Despite available antibiotic therapy, pneumococcal meningitis (PM) is associated with a case fatality rate of up to 30% in high-income countries. Survivors often suffer from severe lifelong disabilities. An excessive inflammatory reaction drives the pathophysiology leading to brain damage and neurologic sequelae. We aimed to improve the outcome of experimental PM by simultaneously targeting different pathophysiological mechanisms with combined adjunctive therapies previously shown to be neuroprotective.

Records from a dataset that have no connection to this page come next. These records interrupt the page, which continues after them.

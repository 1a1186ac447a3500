//! Core types and subscription rules for saas-billing.
//!
//! This crate holds everything that does not touch storage or the network:
//!
//! - **Identifiers**: `TenantId`, `LedgerEntryId`, `HistoryId`
//! - **Plans**: `Plan`, `PlanCatalog`, `BillingPolicy`
//! - **Subscriptions**: `Subscription`, `SubscriptionStatus`, `PendingChange`
//! - **Ledger**: `LedgerEntry`, `IdempotencyRecord`, `ChargeIntent`
//! - **History**: `HistoryRecord`, `ChangeType`, `Actor`
//! - **Lifecycle**: `lifecycle::apply`, the state machine every caller goes through
//! - **Proration**: day-based upgrade and refund arithmetic
//!
//! # Amounts
//!
//! Amounts are `i64` in the currency's minor unit. Proration rounds half up
//! to the nearest unit; nothing in the crate uses floating point.

#![forbid(unsafe_code)]
#![warn(missing_docs)]
#![warn(clippy::all)]
#![warn(clippy::pedantic)]

pub mod error;
pub mod history;
pub mod ids;
pub mod ledger;
pub mod lifecycle;
pub mod period;
pub mod plan;
pub mod proration;
pub mod subscription;

pub use error::{BillingError, Result};
pub use history::{Actor, ChangeType, HistoryAction, HistoryRecord};
pub use ids::{HistoryId, IdError, LedgerEntryId, TenantId};
pub use ledger::{ChargeIntent, EntryStatus, EntryType, IdempotencyRecord, IntentState, LedgerEntry};
pub use lifecycle::{ChangeMode, Charge, Context, Event, Refund, StartRequest, Transition};
pub use plan::{
    BillingPolicy, Plan, PlanCatalog, DEFAULT_MAX_PAYMENT_RETRIES, DEFAULT_RETENTION_DAYS,
    DEFAULT_TIER1_PRICE, DEFAULT_TIER2_PRICE, DEFAULT_TIER3_PRICE, DEFAULT_TRIAL_DAYS,
};
pub use proration::Proration;
pub use subscription::{
    BillingCredential, CancelMode, Cancellation, PendingChange, PricePolicy, Subscription,
    SubscriptionStatus,
};
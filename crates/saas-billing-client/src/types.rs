//! Request and response types for the saas-billing client.

use chrono::{DateTime, NaiveDate, Utc};
use saas_billing_core::{
    CancelMode, Cancellation, ChangeMode, ChargeIntent, EntryStatus, EntryType, PendingChange,
    Plan, PricePolicy, Proration, SubscriptionStatus,
};
use serde::{Deserialize, Serialize};

// ============================================================================
// Requests
// ============================================================================

/// Plan selector as sent on the wire.
#[derive(Debug, Clone, Serialize)]
pub struct PlanSelector {
    /// Plan name (`trial`, `tier1`, `tier2`, `tier3`, `enterprise`, `custom`).
    pub plan: String,
    /// Name of a custom plan.
    #[serde(skip_serializing_if = "Option::is_none")]
    pub custom_name: Option<String>,
    /// Price of a custom plan.
    #[serde(skip_serializing_if = "Option::is_none")]
    pub custom_amount: Option<i64>,
}

impl From<&Plan> for PlanSelector {
    fn from(plan: &Plan) -> Self {
        match plan {
            Plan::Custom { name, amount } => Self {
                plan: "custom".to_string(),
                custom_name: Some(name.clone()),
                custom_amount: Some(*amount),
            },
            other => Self {
                plan: other.to_string(),
                custom_name: None,
                custom_amount: None,
            },
        }
    }
}

/// Start subscription request.
#[derive(Debug, Clone, Serialize)]
pub struct StartSubscription {
    /// Plan to start on.
    #[serde(flatten)]
    pub plan: PlanSelector,
    /// Card authorization code from the checkout widget.
    #[serde(skip_serializing_if = "Option::is_none")]
    pub auth_code: Option<String>,
    /// Receipt email.
    #[serde(skip_serializing_if = "Option::is_none")]
    pub customer_email: Option<String>,
    /// First day of the first period. Admin key only.
    #[serde(skip_serializing_if = "Option::is_none")]
    pub period_start: Option<NaiveDate>,
    /// Last day of the first period. Admin key only.
    #[serde(skip_serializing_if = "Option::is_none")]
    pub period_end: Option<NaiveDate>,
    /// Negotiated amount. Admin key only.
    #[serde(skip_serializing_if = "Option::is_none")]
    pub amount: Option<i64>,
    /// Renewal pricing rule. Admin key only.
    #[serde(skip_serializing_if = "Option::is_none")]
    pub price_policy: Option<PricePolicy>,
}

impl StartSubscription {
    /// Start on `plan` with no card and no overrides.
    #[must_use]
    pub fn new(plan: &Plan) -> Self {
        Self {
            plan: plan.into(),
            auth_code: None,
            customer_email: None,
            period_start: None,
            period_end: None,
            amount: None,
            price_policy: None,
        }
    }

    /// Attach a card authorization code.
    #[must_use]
    pub fn with_auth_code(mut self, auth_code: impl Into<String>) -> Self {
        self.auth_code = Some(auth_code.into());
        self
    }
}

#[derive(Debug, Serialize)]
pub(crate) struct ChangePlanBody {
    #[serde(flatten)]
    pub plan: PlanSelector,
    pub mode: ChangeMode,
}

#[derive(Debug, Serialize)]
pub(crate) struct CancelBody<'a> {
    pub mode: CancelMode,
    #[serde(skip_serializing_if = "Option::is_none")]
    pub reason: Option<&'a str>,
    pub refund: bool,
}

#[derive(Debug, Serialize)]
pub(crate) struct BillingTokenBody<'a> {
    pub auth_code: &'a str,
    #[serde(skip_serializing_if = "Option::is_none")]
    pub customer_email: Option<&'a str>,
}

#[derive(Debug, Serialize)]
pub(crate) struct CorrectPeriodBody<'a> {
    pub period_start: NaiveDate,
    pub period_end: NaiveDate,
    #[serde(skip_serializing_if = "Option::is_none")]
    pub note: Option<&'a str>,
}

#[derive(Debug, Serialize)]
pub(crate) struct ResolveBody {
    pub refund: bool,
}

// ============================================================================
// Responses
// ============================================================================

/// Subscription as returned by the service.
#[derive(Debug, Clone, Deserialize)]
pub struct SubscriptionView {
    /// Owning tenant.
    pub tenant_id: String,
    /// Current plan.
    pub plan: Plan,
    /// Display name of the plan.
    pub plan_name: String,
    /// Lifecycle state.
    pub status: SubscriptionStatus,
    /// Amount charged per period.
    pub amount: i64,
    /// List price of the plan.
    pub base_amount: i64,
    /// First day of the current period.
    pub current_period_start: NaiveDate,
    /// Last day of the current period.
    pub current_period_end: NaiveDate,
    /// Day of the next charge, if one is scheduled.
    pub next_billing_date: Option<NaiveDate>,
    /// Whether the subscription renews.
    pub auto_renew: bool,
    /// Whether the tenant currently has access.
    pub has_access: bool,
    /// Scheduled plan change.
    pub pending: Option<PendingChange>,
    /// Cancellation details.
    pub cancellation: Option<Cancellation>,
    /// Whether a card is on file.
    pub has_billing_token: bool,
    /// Masked card description.
    pub card_summary: Option<String>,
    /// Failed charges since the last success.
    pub retry_count: u32,
    /// Last gateway error.
    pub last_payment_error: Option<String>,
    /// Renewal pricing rule.
    pub price_policy: PricePolicy,
    /// Optimistic concurrency version.
    pub version: u64,
    /// Creation time.
    pub created_at: DateTime<Utc>,
    /// Last modification time.
    pub updated_at: DateTime<Utc>,
    /// When the subscription reached a terminal state.
    pub ended_at: Option<DateTime<Utc>>,
}

/// A ledger entry.
#[derive(Debug, Clone, Deserialize)]
pub struct Payment {
    /// Entry id.
    pub id: String,
    /// Order id sent to the gateway.
    pub order_id: String,
    /// Signed amount, negative for refunds.
    pub amount: i64,
    /// Why money moved.
    pub entry_type: EntryType,
    /// Settlement state.
    pub status: EntryStatus,
    /// Gateway payment reference.
    pub gateway_reference: String,
    /// Order id of the refunded charge.
    pub refund_of: Option<String>,
    /// Timestamp.
    pub created_at: DateTime<Utc>,
}

/// Result of a subscription command.
#[derive(Debug, Clone, Deserialize)]
pub struct CommandResponse {
    /// Subscription after the command.
    pub subscription: SubscriptionView,
    /// Money moved by the command.
    pub payment: Option<Payment>,
    /// Upgrade breakdown.
    pub proration: Option<Proration>,
    /// Whether the service replayed an earlier result for the same key.
    pub replayed: bool,
}

/// One page of the payment ledger.
#[derive(Debug, Clone, Deserialize)]
pub struct PaymentPage {
    /// Entries, newest first.
    pub payments: Vec<Payment>,
    /// Page size applied by the service.
    pub limit: usize,
    /// Offset applied by the service.
    pub offset: usize,
}

/// A tenant whose sweep step failed.
#[derive(Debug, Clone, Deserialize)]
pub struct SweepFailure {
    /// Affected tenant.
    pub tenant_id: String,
    /// Event that was attempted.
    pub event: String,
    /// Error message.
    pub message: String,
}

/// Summary of a sweep run.
#[derive(Debug, Clone, Deserialize)]
pub struct SweepReport {
    /// When the run began.
    pub started_at: DateTime<Utc>,
    /// When the run finished.
    pub finished_at: DateTime<Utc>,
    /// Subscriptions looked at.
    pub examined: usize,
    /// Trials converted.
    pub converted: usize,
    /// Subscriptions expired.
    pub expired: usize,
    /// Renewals charged.
    pub renewed: usize,
    /// Charges that failed.
    pub past_due: usize,
    /// Past-due subscriptions recovered.
    pub recovered: usize,
    /// Scheduled cancellations completed.
    pub canceled: usize,
    /// Subscriptions purged.
    pub purged: usize,
    /// Captured payments awaiting reconciliation.
    pub unreconciled: usize,
    /// Per-tenant failures.
    pub errors: Vec<SweepFailure>,
}

#[derive(Debug, Deserialize)]
pub(crate) struct ReconciliationList {
    pub intents: Vec<ChargeIntent>,
}

/// Health check response.
#[derive(Debug, Clone, Deserialize)]
pub struct HealthResponse {
    /// Service status.
    pub status: String,
    /// Service name.
    pub service: String,
    /// Service version.
    pub version: String,
}

/// Error envelope returned by the service.
#[derive(Debug, Clone, Deserialize)]
pub struct ApiErrorResponse {
    /// Error body.
    pub error: ApiErrorBody,
}

/// Error details.
#[derive(Debug, Clone, Deserialize)]
pub struct ApiErrorBody {
    /// Machine-readable code.
    pub code: String,
    /// Human-readable message.
    pub message: String,
    /// Extra fields for some codes.
    #[serde(default)]
    pub details: Option<serde_json::Value>,
}

#[cfg(test)]
mod tests {
    use super::*;

    #[test]
    fn custom_plan_selector_carries_name_and_amount() {
        let selector = PlanSelector::from(&Plan::Custom {
            name: "Acme".into(),
            amount: 55_000,
        });
        assert_eq!(selector.plan, "custom");
        assert_eq!(selector.custom_name.as_deref(), Some("Acme"));
        assert_eq!(selector.custom_amount, Some(55_000));
    }

    #[test]
    fn start_body_omits_unset_overrides() {
        let body = StartSubscription::new(&Plan::Tier1).with_auth_code("auth_1");
        let json = serde_json::to_value(&body).unwrap();
        assert_eq!(json["plan"], "tier1");
        assert_eq!(json["auth_code"], "auth_1");
        assert!(json.get("amount").is_none());
        assert!(json.get("custom_name").is_none());
    }
}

In vitro , the anti-inflammatory effect of doxycycline and daptomycin were evaluated on primary rat astroglial cells stimulated with S. pneumoniae Eleven day old infant Wistar rats were infected intracisternally with S. pneumoniae and randomized for treatment with ceftriaxone or combination adjuvant therapy consisting of ceftriaxone, daptomycin and doxycycline. During acute PM, combined adjuvant therapy with ceftriaxone, daptomycin and doxycycline increased survival rate from 64.1% to 85.8% (p<0.01) and alleviated weight loss compared to ceftriaxone monotherapy (p<0.01). Levels of inflammatory cytokines were significantly reduced by combined adjuvant therapy in vitro (p<0.0001) and in cerebrospinal fluid in vivo (p<0.05). In infected animals treated with combined adjunctive therapy, cortical damage was significantly reduced (p<0.05) and they showed a trend towards better hearing capacity three weeks after the infection (p=0.089), an effect which was significant in mildly infected animals (48dB vs 67.22dB, p<0.05). These mildly infected animals showed significantly reduced cochlear fibrous occlusion (p<0.01). By combining non-bacteriolytic daptomycin and anti-inflammatory doxycycline with ceftriaxone, their previously reported beneficial effects were cumulated and identified the triple antibiotic therapy as a promising therapeutic option for paediatric PM.